Department of Medicine, Division of Nephrology Duke University School of Medicine.
Duke Clinical Research Institute.
Curr Opin Nephrol Hypertens. 2020 Sep;29(5):497-507. doi: 10.1097/MNH.0000000000000624.
Pulmonary hypertension is a common and devastating complication of chronic kidney disease (CKD). Traditionally considered a consequence of volume overload, recent findings now expand this paradigm. These novel mechanisms herald new treatment options. This review summarizes the current evidence to provide a theoretical model of the contributing factors for CKD-associated pulmonary hypertension. Along this framework, we highlight current and emerging therapeutic strategies for each putative factor.
A series of retrospective studies of right heart catheterization data provide insights into the potential hemodynamic profile of CKD-associated pulmonary hypertension. These studies suggest that elevated pulmonary vascular resistance may commonly contribute to pulmonary hypertension. In addition, preclinical models implicate an increasing array of CKD-associated factors which influence pulmonary vascular biology. Many of these factors also adversely affect kidney function and CKD progression. Clinical trial and other prospective data for treatments of CKD-associated pulmonary hypertension remain limited.

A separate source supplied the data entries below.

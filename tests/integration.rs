//! End-to-end tests for the review-smoke binary
//!
//! These tests:
//! 1. Start an httpmock server standing in for the review platform
//! 2. Run the compiled binary against it
//! 3. Check the stdout report and the exit code

use std::env;
use std::fs;
use std::path::PathBuf;
use std::process::{Command, Output};

use httpmock::prelude::*;
use serde_json::json;

/// Test context with an isolated config directory
struct TestContext {
    /// Temporary directory for this test
    temp_dir: PathBuf,
}

impl TestContext {
    fn new(test_name: &str) -> Self {
        let temp_dir = env::temp_dir().join("review-smoke-tests").join(test_name);

        // Clean up any previous test artifacts
        let _ = fs::remove_dir_all(&temp_dir);
        fs::create_dir_all(&temp_dir).expect("Failed to create temp dir");

        Self { temp_dir }
    }

    /// Run the binary with the given arguments
    fn run(&self, args: &[&str]) -> Output {
        self.run_with_env(args, &[])
    }

    fn run_with_env(&self, args: &[&str], envs: &[(&str, &str)]) -> Output {
        let mut cmd = Command::new(env!("CARGO_BIN_EXE_review-smoke"));
        cmd.args(args)
            .env_remove("NEXT_PUBLIC_BASE_URL")
            .env_remove("RUST_LOG")
            .env("XDG_CONFIG_HOME", &self.temp_dir)
            .env("NO_COLOR", "1");
        for (key, value) in envs {
            cmd.env(key, value);
        }
        cmd.output().expect("Failed to run review-smoke")
    }
}

fn stdout(output: &Output) -> String {
    String::from_utf8_lossy(&output.stdout).into_owned()
}

fn assert_line(report: &str, status: &str, name: &str) {
    let expected = format!("{} | {}", status, name);
    assert!(
        report.lines().any(|line| line.ends_with(&expected)),
        "missing '{}' in report:\n{}",
        expected,
        report
    );
}

/// Mock every endpoint the suites touch with a well-behaved response
fn healthy_service(server: &MockServer) {
    server.mock(|when, then| {
        when.method(POST)
            .path("/api/auth/signup")
            .body_contains("john@example.com");
        then.status(400).json_body(json!({"error": "User already exists"}));
    });
    server.mock(|when, then| {
        when.method(POST)
            .path("/api/auth/signup")
            .json_body(json!({"email": "test@example.com"}));
        then.status(400).json_body(json!({"error": "Missing required fields"}));
    });
    server.mock(|when, then| {
        when.method(POST).path("/api/auth/signup").body("invalid json");
        then.status(400).json_body(json!({"error": "Invalid JSON"}));
    });
    server.mock(|when, then| {
        when.method(POST)
            .path("/api/auth/signup")
            .body_contains("\"role\"");
        then.status(201).json_body(json!({"id": "user-1"}));
    });

    server.mock(|when, then| {
        when.method(GET).path("/api/businesses");
        then.status(200).json_body(json!([
            {"name": "Acme Corporation", "slug": "acme-corporation", "averageRating": 4.4},
            {"name": "Globex", "slug": "globex", "averageRating": 3.9}
        ]));
    });
    server.mock(|when, then| {
        when.method(PUT).path("/api/businesses");
        then.status(405);
    });
    server.mock(|when, then| {
        when.method(GET).path("/api/businesses/acme-corporation");
        then.status(200)
            .json_body(json!({"name": "Acme Corporation", "averageRating": 4.4}));
    });

    server.mock(|when, then| {
        when.method(GET).path("/api/reviews");
        then.status(200).json_body(json!([{"id": "r1", "rating": 5}]));
    });

    for path in [
        "/api/admin/stats",
        "/api/admin/users",
        "/api/admin/claims",
        "/api/dashboard/business",
        "/api/dashboard/business/export",
    ] {
        server.mock(|when, then| {
            when.method(GET).path(path);
            then.status(401).json_body(json!({"error": "Unauthorized"}));
        });
    }
    server.mock(|when, then| {
        when.method(POST).path("/api/reviews");
        then.status(401).json_body(json!({"error": "Unauthorized"}));
    });

    server.mock(|when, then| {
        when.method(GET).path("/api/countries");
        then.status(200)
            .json_body(json!({"defaultCountry": "UK", "countries": ["UK", "USA"]}));
    });
    server.mock(|when, then| {
        when.method(GET).path("/api/categories");
        then.status(200)
            .json_body(json!({"categories": [{"slug": "bank", "name": "Bank"}]}));
    });
    server.mock(|when, then| {
        when.method(GET).path("/api/search");
        then.status(200).json_body(json!({"companies": [], "categories": []}));
    });
}

#[test]
fn test_full_run_against_healthy_service() {
    let ctx = TestContext::new("full_run_healthy");
    let server = MockServer::start();
    healthy_service(&server);

    let output = ctx.run(&["--base-url", &server.base_url()]);
    let report = stdout(&output);

    assert_eq!(output.status.code(), Some(0), "report:\n{}", report);
    assert!(report.contains(&format!("API Base: {}/api", server.base_url())));
    assert!(report.contains("Backend API Testing Complete"));

    assert_line(&report, "PASS", "User Signup - Valid Data");
    assert_line(&report, "PASS", "Duplicate Email Validation");
    assert_line(&report, "PASS", "Missing Password Validation");
    assert_line(&report, "PASS", "List Businesses");
    assert_line(&report, "PASS", "Get Business by Slug");
    assert_line(&report, "PASS", "Get Non-existent Business");
    assert_line(&report, "PASS", "Admin Stats - No Auth");
    assert_line(&report, "PASS", "Business Dashboard - No Auth");
    assert_line(&report, "PASS", "List Countries");
    assert_line(&report, "PASS", "Invalid Endpoint");
    assert_line(&report, "PASS", "Invalid Method");
    assert_line(&report, "PASS", "Invalid JSON Handling");
    // the mock is stateless, so the repeated signup is accepted twice
    assert_line(&report, "FAIL", "Duplicate Signup Round Trip");
}

#[test]
fn test_suites_run_in_canonical_order() {
    let ctx = TestContext::new("canonical_order");
    let server = MockServer::start();
    healthy_service(&server);

    let output = ctx.run(&[
        "--base-url",
        &server.base_url(),
        "--suite",
        "validation",
        "--suite",
        "admin",
    ]);
    let report = stdout(&output);

    let admin = report.find("=== Testing Admin APIs ===").expect("admin section");
    let validation = report
        .find("=== Testing Data Validation ===")
        .expect("validation section");
    assert!(admin < validation);
    assert!(!report.contains("=== Testing Business APIs ==="));
}

#[test]
fn test_strict_mode_passes_when_selected_suites_pass() {
    let ctx = TestContext::new("strict_pass");
    let server = MockServer::start();
    healthy_service(&server);

    let output = ctx.run(&[
        "--base-url",
        &server.base_url(),
        "--strict",
        "-s",
        "businesses",
        "-s",
        "reviews",
        "-s",
        "admin",
        "-s",
        "dashboard",
        "-s",
        "catalog",
        "-s",
        "error-handling",
        "-s",
        "validation",
    ]);
    assert_eq!(output.status.code(), Some(0), "report:\n{}", stdout(&output));
    assert!(!stdout(&output).contains("FAIL |"));
}

#[test]
fn test_assertion_failures_exit_zero_unless_strict() {
    let ctx = TestContext::new("failures_exit_code");
    // no mocks: every endpoint answers 404
    let server = MockServer::start();

    let output = ctx.run(&["--base-url", &server.base_url(), "-s", "admin"]);
    assert_eq!(output.status.code(), Some(0));
    assert_line(&stdout(&output), "FAIL", "Admin Stats - No Auth");
    assert!(stdout(&output).contains("Expected 401, got 404"));

    let output = ctx.run(&["--base-url", &server.base_url(), "-s", "admin", "--strict"]);
    assert_eq!(output.status.code(), Some(1));
}

#[test]
fn test_unreachable_service_is_reported_not_fatal() {
    let ctx = TestContext::new("unreachable");
    let port = {
        let listener = std::net::TcpListener::bind("127.0.0.1:0").unwrap();
        listener.local_addr().unwrap().port()
    };
    let base_url = format!("http://127.0.0.1:{}", port);

    let output = ctx.run(&["--base-url", &base_url, "-s", "signup", "-s", "validation"]);
    let report = stdout(&output);

    assert_eq!(output.status.code(), Some(0), "report:\n{}", report);
    assert!(report.contains("Status: None, Error: No response"));
    assert!(report.contains("Exception:"));
    assert_line(&report, "FAIL", "Invalid JSON Handling");
}

#[test]
fn test_base_url_from_environment() {
    let ctx = TestContext::new("env_base_url");
    let server = MockServer::start();
    healthy_service(&server);

    let output = ctx.run_with_env(
        &["-s", "dashboard"],
        &[("NEXT_PUBLIC_BASE_URL", server.base_url().as_str())],
    );
    let report = stdout(&output);
    assert!(report.contains(&format!("Base URL: {}", server.base_url())));
    assert_line(&report, "PASS", "Dashboard Export - No Auth");
}

#[test]
fn test_config_file_is_used() {
    let ctx = TestContext::new("config_file");
    let server = MockServer::start();
    healthy_service(&server);

    let config_path = ctx.temp_dir.join("smoke.toml");
    fs::write(
        &config_path,
        format!("[api]\nbase_url = \"{}\"\ntimeout_secs = 10\n", server.base_url()),
    )
    .unwrap();

    let output = ctx.run(&["--config", config_path.to_str().unwrap(), "-s", "catalog"]);
    let report = stdout(&output);
    assert_line(&report, "PASS", "List Countries");
    assert_line(&report, "PASS", "List Categories");
    assert_line(&report, "PASS", "Global Search");
}

#[test]
fn test_invalid_configuration_exits_one() {
    let ctx = TestContext::new("invalid_config");
    let output = ctx.run(&["--base-url", "ftp://example.test"]);
    assert_eq!(output.status.code(), Some(1));
    assert!(stdout(&output).contains("Testing failed with exception"));
}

Volume overload and left-ventricular dysfunction are the predominant focus of CKD-associated pulmonary hypertension treatment for most patients. However, new findings suggest that treatments targeting pulmonary vascular vasoconstriction and remodeling may be promising treatment options for select patients. Clinical trials are needed for all therapeutic strategies for CKD-associated pulmonary hypertension.

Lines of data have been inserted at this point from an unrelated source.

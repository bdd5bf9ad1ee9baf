//! Configuration file handling
//!
//! Settings are layered: built-in defaults, then the TOML file, then the
//! `NEXT_PUBLIC_BASE_URL` environment variable, then CLI flags (applied by
//! the caller).

use serde::Deserialize;
use std::path::Path;

use super::paths::config_path;
use super::{Error, Result};

/// Environment variable that overrides the configured base URL
pub const BASE_URL_ENV: &str = "NEXT_PUBLIC_BASE_URL";

/// Main configuration structure
#[derive(Debug, Deserialize, Default, Clone)]
pub struct Config {
    /// Target API settings
    #[serde(default)]
    pub api: ApiConfig,
}

/// Where the API lives and how long to wait for it
#[derive(Debug, Deserialize, Clone, PartialEq, Eq)]
pub struct ApiConfig {
    /// Deployed service root, without the API prefix
    #[serde(default = "default_base_url")]
    pub base_url: String,

    /// Path prefix joined between the base URL and each endpoint
    #[serde(default = "default_prefix")]
    pub prefix: String,

    /// Per-request timeout in seconds
    #[serde(default = "default_timeout")]
    pub timeout_secs: u64,
}

impl Default for ApiConfig {
    fn default() -> Self {
        Self {
            base_url: default_base_url(),
            prefix: default_prefix(),
            timeout_secs: default_timeout(),
        }
    }
}

fn default_base_url() -> String {
    "https://trustloop-5.preview.emergentagent.com".to_string()
}

fn default_prefix() -> String {
    "/api".to_string()
}

fn default_timeout() -> u64 {
    30
}

impl ApiConfig {
    /// Full API root, e.g. `https://host/api`
    pub fn api_base(&self) -> String {
        let base = self.base_url.trim_end_matches('/');
        let prefix = self.prefix.trim_end_matches('/');
        if prefix.is_empty() || prefix.starts_with('/') {
            format!("{}{}", base, prefix)
        } else {
            format!("{}/{}", base, prefix)
        }
    }

    /// Reject settings that can never produce a usable request
    pub fn validate(&self) -> Result<()> {
        if !(self.base_url.starts_with("http://") || self.base_url.starts_with("https://")) {
            return Err(Error::Config(format!(
                "base URL '{}' must start with http:// or https://",
                self.base_url
            )));
        }
        if self.timeout_secs == 0 {
            return Err(Error::Config("timeout must be at least 1 second".to_string()));
        }
        Ok(())
    }
}

impl Config {
    /// Load configuration from `path`, or from the default config file
    ///
    /// An explicit path must exist. A missing default file yields defaults.
    pub fn load(path: Option<&Path>) -> Result<Self> {
        match path {
            Some(path) => Self::from_file(path),
            None => match config_path() {
                Some(path) if path.exists() => Self::from_file(&path),
                _ => Ok(Self::default()),
            },
        }
    }

    /// Parse a configuration file
    pub fn from_file(path: &Path) -> Result<Self> {
        let content = std::fs::read_to_string(path).map_err(|e| Error::file_read(path, e))?;
        tracing::debug!(path = %path.display(), "loaded config file");
        Self::from_toml(&content)
    }

    /// Parse configuration from TOML text
    pub fn from_toml(content: &str) -> Result<Self> {
        toml::from_str(content).map_err(|e| Error::ConfigParse(e.to_string()))
    }

    /// Apply the `NEXT_PUBLIC_BASE_URL` override, if set
    pub fn apply_env(&mut self) {
        self.apply_base_url_override(std::env::var(BASE_URL_ENV).ok());
    }

    /// Replace the base URL unless the override is absent or blank
    pub fn apply_base_url_override(&mut self, base_url: Option<String>) {
        if let Some(url) = base_url {
            let url = url.trim();
            if !url.is_empty() {
                self.api.base_url = url.to_string();
            }
        }
    }
}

肺动脉高压是慢性肾脏病(CKD)的常见且具破坏性的并发症。传统上被认为是容量超负荷的结果,最近的发现扩展了这一概念。这些新的机制预示着新的治疗选择。本综述总结了目前的证据,为 CKD 相关肺动脉高压的致病因素提供了一个理论模型。在此框架内,我们强调了针对每个假定因素的当前和新兴治疗策略。
一系列右心导管数据的回顾性研究提供了对 CKD 相关肺动脉高压潜在血流动力学特征的深入了解。这些研究表明,升高的肺血管阻力可能是肺动脉高压的常见原因。此外,临床前模型提示越来越多的 CKD 相关因素影响肺血管生物学。其中许多因素也对肾功能和 CKD 进展产生不利影响。针对 CKD 相关肺动脉高压的治疗的临床试验和其他前瞻性数据仍然有限。
对于大多数患者,容量超负荷和左心室功能障碍是 CKD 相关肺动脉高压治疗的主要关注点。然而,新发现表明,针对肺血管收缩和重塑的治疗可能是某些患者有前途的治疗选择。需要对所有 CKD 相关肺动脉高压的治疗策略进行临床试验。